218 Divergent Clonal Evolution of Melanoma Brain Metastases in Response to Immunotherapy

Abstract

INTRODUCTION: Immune checkpoint blockade (ICB) has become first-line therapy for patients with metastatic melanoma due to success in controlling extracranial tumors. However, patients frequently experience discordant responses, with extracranial response and intracranial progression. It is well recognized that brain metas-tases undergo divergent evolution where extracranial and intracranial disease share a common genetic ancestor yet evolve independently. We hypothesize that ICB exerts selective pressure leading to the clonal evolution of treatment resistant clones that ultimately culminate in disease progression. METHODS: A cohort of 97 patients, encompassing 312 pre-and postimmunotherapy melanoma tumors, underwent whole exome sequencing (WES) and included primary, extracranial, or intracranial samples. Each tumor was analyzed for somatic mutations, copy number alterations, neoantigen profile, and patient-specific phylogenetic trees were constructed encompassing a tumor's genetic subclones. Heterogeneity of the tumor microenvironment was evaluated using high multiplicity single-cell immunofluorescent staining (CycIF).
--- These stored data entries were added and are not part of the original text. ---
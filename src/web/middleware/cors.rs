//! CORS middleware configuration.

use axum::http::header::{ACCEPT, AUTHORIZATION, CONTENT_TYPE};
use axum::http::{HeaderValue, Method};
use tower_http::cors::{Any, CorsLayer};

/// Create a CORS layer from configuration.
///
/// The API only serves GET, POST, and DELETE, plus preflight OPTIONS.
pub fn create_cors_layer(origins: &[String]) -> CorsLayer {
    let methods = [Method::GET, Method::POST, Method::DELETE, Method::OPTIONS];

    // When origins are specified, use credentials mode with explicit headers
    // When no origins specified (dev mode), use permissive mode without credentials
    if origins.is_empty() {
        // Development mode: allow any origin but without credentials
        CorsLayer::new()
            .allow_methods(methods)
            .allow_headers(Any)
            .allow_origin(Any)
    } else {
        // Production mode: specific origins with credentials
        let parsed_origins: Vec<HeaderValue> =
            origins.iter().filter_map(|o| o.parse().ok()).collect();

        if parsed_origins.is_empty() {
            // Fallback to dev mode if no valid origins
            CorsLayer::new()
                .allow_methods(methods)
                .allow_headers(Any)
                .allow_origin(Any)
        } else {
            CorsLayer::new()
                .allow_methods(methods)
                .allow_headers([AUTHORIZATION, CONTENT_TYPE, ACCEPT])
                .allow_credentials(true)
                .allow_origin(parsed_origins)
        }
    }
}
Single-cell sequencing was performed on fresh tissue from 12 patients with postimmunotherapy melanoma brain metastases using the Smart-Seq2 protocol. RESULTS: WES of pre-and postimmunotherapy tumors yielded distinct patterns of clonal evolution and immunoediting within brain metastases compared to their extracranial counterparts, including mutations in B2M and JAK2. CycIF demonstrated a trend toward decreased CD8 infiltration, increased FOXP3 and CD45RO suggesting less cytotoxic, terminally differentiated T cells in resistant tumors. Single-cell analysis of 3328 sequenced cells demonstrated patient-specific clustering and gene expression profiles mediating resistance to ICB. CONCLUSION: We document, for the first time, evidence of ongoing branched evolution during immunotherapy in brain metastases with divergence compared to systemic sites of disease. Next-generation sequencing provides novel insights into clonal evolution mediating discordant responses of intra-and extracranial sites and immunosup-pressive features of the intracranial tumor microenvironment. Targeting these mechanisms of resistance provides potential therapeutic avenues for patients with progressive intracranial disease.